Monday, February 9, 2009

Books I'd love to read

I've picked some of my most recent picks to read (the list changes frequently; I rarely read the books on the list - thanks college). I'm putting a synopsis or review from each, and will bold the parts that have intrigued me. =D

Swindled: The Dark History of Food Fraud, from Poisoned Candy to Counterfeit Coffee
According to the Princeton Review: Bad food has a history. Swindled tells it. Through a fascinating mixture of cultural and scientific history, food politics, and culinary detective work, Bee Wilson uncovers the many ways swindlers have cheapened, falsified, and even poisoned our food throughout history. In the hands of people and corporations who have prized profits above the health of consumers, food and drink have been tampered with in often horrifying ways--padded, diluted, contaminated, substituted, mislabeled, misnamed, or otherwise faked. Swindled gives a panoramic view of this history, from the leaded wine of the ancient Romans to today's food frauds--such as fake organics and the scandal of Chinese babies being fed bogus milk powder.
Wilson pays special attention to nineteenth- and twentieth-century America and England and their roles in developing both industrial-scale food adulteration and the scientific ability to combat it. As Swindled reveals, modern science has both helped and hindered food fraudsters--increasing the sophistication of scams but also the means to detect them. The big breakthrough came in Victorian England when a scientist first put food under the microscope and found that much of what was sold as "genuine coffee" was anything but--and that you couldn't buy pure mustard in all of London.
Arguing that industrialization, laissez-faire politics, and globalization have all hurt the quality of food, but also that food swindlers have always been helped by consumer ignorance, Swindled ultimately calls for both governments and individuals to be more vigilant. In fact, Wilson suggests, one of our best protections is simply to reeducate ourselves about the joys of food and cooking.

Coffee: A Dark History

Powell's Books website states: Linking alchemy, anthropology, politics, and science, Antony Wild uncovers the intrigue that coffee has woven into its 500-year history.
Coffee trader and historian Antony Wild delivers a rollicking history of the most valuable legally traded commodity in the world after oil — and an industry that employs one hundred million people throughout the world.
From obscure beginnings in East Africa in the fifteenth century as a stimulant in religious devotion, coffee became an imperial commodity, produced by poor tropical countries and consumed by rich temperate ones. Through the centuries, the influence of coffee on the rise of capitalism and its institutions has been enormous. Revolutions were once hatched in coffeehouses, commercial alliances forged, secret societies formed, and politics and art endlessly debated.
Today, while coffee chains spread like wildfire, coffee-producing countries are in crisis: with prices at a historic low, they are plagued by unprecedented unemployment, abandoned farms, enforced migration, and massive social disruption.
Bridging the gap between coffee's dismal colonial past and its perilous corporate present, Coffee reveals the shocking exploitation that has always lurked at the heart of the industry.
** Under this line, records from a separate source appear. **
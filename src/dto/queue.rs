use serde::{Deserialize, Serialize};
use utoipa::ToSchema;
use validator::Validate;

use crate::dao::models::{QueueRecord, QueueStatus};
use crate::dto::validation::validate_phone_number;

/// Payload used to register a visitor in the walk-in queue.
#[derive(Debug, Deserialize, ToSchema, Validate)]
pub struct RegisterRequest {
    #[validate(length(min = 1, max = 64))]
    pub name: String,
    #[validate(custom(function = validate_phone_number))]
    pub phone_number: String,
}

/// Payload used to complete a visit with a score for one of the games.
#[derive(Debug, Deserialize, ToSchema, Validate)]
pub struct CompleteRequest {
    #[validate(custom(function = validate_phone_number))]
    pub phone_number: String,
    pub score: i64,
    pub game: String,
}

/// Payload used to cancel a registration. The name is accepted for parity
/// with the registration form but the lookup goes by phone number alone.
#[derive(Debug, Deserialize, ToSchema, Validate)]
pub struct CancelRequest {
    pub name: String,
    #[validate(custom(function = validate_phone_number))]
    pub phone_number: String,
}

/// Public projection of a queue entry.
#[derive(Clone, Debug, Serialize, ToSchema)]
pub struct QueueEntryDto {
    pub id: i64,
    pub name: String,
    pub phone_number: String,
    pub registered_at: f64,
    pub status: QueueStatus,
}

impl From<QueueRecord> for QueueEntryDto {
    fn from(record: QueueRecord) -> Self {
        Self {
            id: record.id,
            name: record.name,
            phone_number: record.phone_number,
            registered_at: record.registered_at,
            status: record.status,
        }
    }
}

/// Response returned when a visitor is called to the booth.
#[derive(Debug, Serialize, ToSchema)]
pub struct CalledResponse {
    pub called_name: String,
    pub phone_number: String,
}

/// Generic confirmation message for completion, cancellation and deletion.
#[derive(Debug, Serialize, ToSchema)]
pub struct MessageResponse {
    pub message: String,
}

impl MessageResponse {
    pub fn new(message: impl Into<String>) -> Self {
        Self {
            message: message.into(),
        }
    }
}
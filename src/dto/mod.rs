pub mod health;
pub mod queue;
pub mod ranking;
pub mod validation;
pub mod ws;
//! GameView: maps a [`GameSnapshot`] into a terminal framebuffer.
//!
//! This module is pure (no I/O). It can be unit-tested.

use crate::core::{ActiveSnapshot, GameSnapshot};
use crate::fb::{CellStyle, FrameBuffer, Rgb};
use crate::types::{PieceKind, BOARD_HEIGHT, BOARD_WIDTH};

/// Terminal viewport dimensions.
#[derive(Debug, Clone, Copy, PartialEq, Eq)]
pub struct Viewport {
    pub width: u16,
    pub height: u16,
}

impl Viewport {
    pub fn new(width: u16, height: u16) -> Self {
        Self { width, height }
    }
}

/// Vertical placement of the well inside the viewport.
#[derive(Debug, Clone, Copy, PartialEq, Eq)]
pub enum AnchorY {
    Center,
    Top,
}

const WELL_BG: Rgb = Rgb::new(20, 20, 28);
const LOCKED_FG: Rgb = Rgb::new(170, 170, 180);

/// A lightweight terminal renderer for the game.
pub struct GameView {
    /// Board cell width in terminal columns.
    cell_w: u16,
    /// Board cell height in terminal rows.
    cell_h: u16,
    anchor_y: AnchorY,
    show_ghost: bool,
}

impl Default for GameView {
    fn default() -> Self {
        // 2x1 compensates for the usual terminal glyph aspect ratio.
        Self {
            cell_w: 2,
            cell_h: 1,
            anchor_y: AnchorY::Center,
            show_ghost: true,
        }
    }
}

/// Where the well frame landed inside the viewport.
#[derive(Debug, Clone, Copy)]
struct Frame {
    x: u16,
    y: u16,
    w: u16,
    h: u16,
}

impl GameView {
    pub fn new(cell_w: u16, cell_h: u16) -> Self {
        Self {
            cell_w: cell_w.max(1),
            cell_h: cell_h.max(1),
            ..Self::default()
        }
    }

    pub fn with_anchor_y(mut self, anchor_y: AnchorY) -> Self {
        self.anchor_y = anchor_y;
        self
    }

    pub fn with_ghost(mut self, show_ghost: bool) -> Self {
        self.show_ghost = show_ghost;
        self
    }

    /// Size of the bordered well in terminal cells.
    pub fn frame_size(&self) -> (u16, u16) {
        (
            BOARD_WIDTH as u16 * self.cell_w + 2,
            BOARD_HEIGHT as u16 * self.cell_h + 2,
        )
    }

    /// Render into an existing framebuffer, resizing it to the viewport.
    pub fn render_into(&self, snap: &GameSnapshot, viewport: Viewport, fb: &mut FrameBuffer) {
        fb.resize(viewport.width, viewport.height);
        fb.clear(CellStyle::default().cell(' '));

        let (w, h) = self.frame_size();
        let frame = Frame {
            x: viewport.width.saturating_sub(w) / 2,
            y: match self.anchor_y {
                AnchorY::Center => viewport.height.saturating_sub(h) / 2,
                AnchorY::Top => 0,
            },
            w,
            h,
        };

        self.draw_border(fb, frame, CellStyle::fg(Rgb::new(200, 200, 200)));

        let locked = CellStyle {
            bg: WELL_BG,
            ..CellStyle::fg(LOCKED_FG)
        };
        for y in 0..BOARD_HEIGHT as u16 {
            for x in 0..BOARD_WIDTH as u16 {
                if snap.board[y as usize][x as usize] {
                    self.draw_block(fb, frame, x, y, locked);
                } else {
                    self.draw_empty(fb, frame, x, y);
                }
            }
        }

        if let Some(active) = snap.active {
            if self.show_ghost {
                if let Some(ghost_y) = snap.ghost_y.filter(|&gy| gy != active.y) {
                    let ghost = ActiveSnapshot { y: ghost_y, ..active };
                    let style = CellStyle {
                        bg: WELL_BG,
                        ..CellStyle::fg(Rgb::new(110, 110, 120)).dim()
                    };
                    self.draw_piece(fb, &ghost, |view, fb, x, y| {
                        view.fill_cell(fb, frame, x, y, '░', style)
                    });
                }
            }

            let style = CellStyle {
                bg: WELL_BG,
                ..CellStyle::fg(piece_color(active.kind)).bold()
            };
            self.draw_piece(fb, &active, |view, fb, x, y| {
                view.draw_block(fb, frame, x, y, style)
            });
        }

        self.draw_side_panel(fb, snap, viewport, frame);

        if snap.game_over() {
            self.draw_overlay_text(fb, frame, "GAME OVER");
        }
    }

    /// Convenience helper that allocates a new framebuffer.
    pub fn render(&self, snap: &GameSnapshot, viewport: Viewport) -> FrameBuffer {
        let mut fb = FrameBuffer::new(viewport.width, viewport.height);
        self.render_into(snap, viewport, &mut fb);
        fb
    }

    fn draw_piece(
        &self,
        fb: &mut FrameBuffer,
        piece: &ActiveSnapshot,
        mut paint: impl FnMut(&Self, &mut FrameBuffer, u16, u16),
    ) {
        for (row, cols) in piece.mask.iter().enumerate() {
            for (col, &filled) in cols.iter().enumerate() {
                if !filled {
                    continue;
                }
                let x = piece.x + col as i8;
                let y = piece.y + row as i8;
                // Rows above the well are not drawn.
                if x >= 0 && x < BOARD_WIDTH as i8 && y >= 0 && y < BOARD_HEIGHT as i8 {
                    paint(self, fb, x as u16, y as u16);
                }
            }
        }
    }

    fn draw_border(&self, fb: &mut FrameBuffer, frame: Frame, style: CellStyle) {
        let Frame { x, y, w, h } = frame;
        if w < 2 || h < 2 {
            return;
        }

        fb.put_char(x, y, '┌', style);
        fb.put_char(x + w - 1, y, '┐', style);
        fb.put_char(x, y + h - 1, '└', style);
        fb.put_char(x + w - 1, y + h - 1, '┘', style);

        for dx in 1..w - 1 {
            fb.put_char(x + dx, y, '─', style);
            fb.put_char(x + dx, y + h - 1, '─', style);
        }
        for dy in 1..h - 1 {
            fb.put_char(x, y + dy, '│', style);
            fb.put_char(x + w - 1, y + dy, '│', style);
        }
    }

    fn draw_empty(&self, fb: &mut FrameBuffer, frame: Frame, x: u16, y: u16) {
        let style = CellStyle {
            bg: WELL_BG,
            ..CellStyle::fg(Rgb::new(70, 70, 80)).dim()
        };
        self.fill_cell(fb, frame, x, y, ' ', style);
        let (px, py) = self.cell_origin(frame, x, y);
        fb.put_char(px, py, '·', style);
    }

    /// Filled cell: `[]` when two columns wide, solid otherwise.
    fn draw_block(&self, fb: &mut FrameBuffer, frame: Frame, x: u16, y: u16, style: CellStyle) {
        if self.cell_w == 2 {
            let (px, py) = self.cell_origin(frame, x, y);
            for dy in 0..self.cell_h {
                fb.put_char(px, py + dy, '[', style);
                fb.put_char(px + 1, py + dy, ']', style);
            }
        } else {
            self.fill_cell(fb, frame, x, y, '█', style);
        }
    }

    fn cell_origin(&self, frame: Frame, x: u16, y: u16) -> (u16, u16) {
        (
            frame.x + 1 + x * self.cell_w,
            frame.y + 1 + y * self.cell_h,
        )
    }

    fn fill_cell(&self, fb: &mut FrameBuffer, frame: Frame, x: u16, y: u16, ch: char, style: CellStyle) {
        let (px, py) = self.cell_origin(frame, x, y);
        fb.fill_rect(px, py, self.cell_w, self.cell_h, ch, style);
    }

    fn draw_side_panel(&self, fb: &mut FrameBuffer, snap: &GameSnapshot, viewport: Viewport, frame: Frame) {
        let panel_x = frame.x.saturating_add(frame.w).saturating_add(2);
        if panel_x >= viewport.width || viewport.width - panel_x < 12 {
            return;
        }

        let label = CellStyle::fg(Rgb::new(220, 220, 220)).bold();
        let value = CellStyle::fg(Rgb::new(200, 200, 200));
        let hint = value.dim();

        let mut y = frame.y;
        for (name, v) in [("SCORE", snap.score), ("LINES", snap.lines), ("PIECES", snap.pieces)] {
            fb.put_str(panel_x, y, name, label);
            fb.put_u32(panel_x, y.saturating_add(1), v, value);
            y = y.saturating_add(3);
        }

        fb.put_str(panel_x, y, "KEYS", label);
        for line in ["A/D  move", "W    rotate", "S    drop", "Q    quit"] {
            y = y.saturating_add(1);
            if y >= viewport.height {
                break;
            }
            fb.put_str(panel_x, y, line, hint);
        }
    }

    fn draw_overlay_text(&self, fb: &mut FrameBuffer, frame: Frame, text: &str) {
        let mid_y = frame.y.saturating_add(frame.h / 2);
        let text_w = text.chars().count() as u16;
        let x = frame.x.saturating_add(frame.w.saturating_sub(text_w) / 2);
        fb.put_str(x, mid_y, text, CellStyle::fg(Rgb::new(255, 255, 255)).bold());
    }
}

/// Plain-text final message shown after the terminal is restored.
///
/// Quitting is a game over too, so both exits print the same line.
pub fn final_message(snap: &GameSnapshot) -> String {
    format!("Game Over! Final Score: {}", snap.score)
}

fn piece_color(kind: PieceKind) -> Rgb {
    match kind {
        PieceKind::I => Rgb::new(80, 220, 220),
        PieceKind::O => Rgb::new(240, 220, 80),
        PieceKind::T => Rgb::new(200, 120, 220),
        PieceKind::S => Rgb::new(100, 220, 120),
        PieceKind::Z => Rgb::new(220, 80, 80),
        PieceKind::L => Rgb::new(255, 165, 0),
        PieceKind::J => Rgb::new(80, 120, 220),
    }
}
Toy Monster: The Big, Bad World of Mattel

This article in the New York Post led to my discovery of this upcoming gem: BARBIE and Ken are beloved by millions of children - but the people behind the world's most popular dolls were involved in unsavory sexual behavior they kept secret for years, a new book reveals. In "Toy Monster: The Big, Bad World of Mattel," out next month, Jerry Oppenheimer reveals that Jack Ryan, the Yale-educated designer who popularized Barbie, was a "full-blown seventies-style swinger" with "a manic need for sexual gratification."
Staging orgies at his Bel-Air mansion, Ryan, whose wives included Zsa Zsa Gabor, surrounded himself with busty Barbie clones, including Gwen Florea, who was the "voice of Barbie" in a line of talking dolls. The book quotes her: "He once said to me he loved me being tall so he could stick his nose in my boobs when he hugged me."
Ryan's friend, Stephen Gnass, confides to the author: "When Jack talked about creating Barbie . . . it was like listening to somebody talk about a sexual episode, almost like listening to a sexual pervert . . ." Ryan took calls at Mattel from a madam and patronized "high-class call girls to streetwalkers," including a "very thin and child-like" hooker. The book claims that Ryan "somehow rationalized that he was the only man in her life" until he was diagnosed with gonorrhea.
Barbie and Ken were named after the kids of Mattel founders Ruth and Elliot Handler - an honor that plagued Ken, who "grew up embarrassed and humiliated by having an anatomically incorrect boy doll named after him . . . [with] no hint of genitalia."
Despite marrying and having three kids, Ken was a closeted gay, Oppenheimer says. "To all those who knew him Ken Handler was a wonderful father, a loving husband . . . But there was another side to Ken. And in 1990 he was formally diagnosed with AIDS. His parents and wife were shocked." He died in 1994 in Greenwich Village, but obits didn't mention the disease

There is the nerd coming out in me. =D All three are history... I definitely know I'm buying the Mattel one, but the others are a maybe...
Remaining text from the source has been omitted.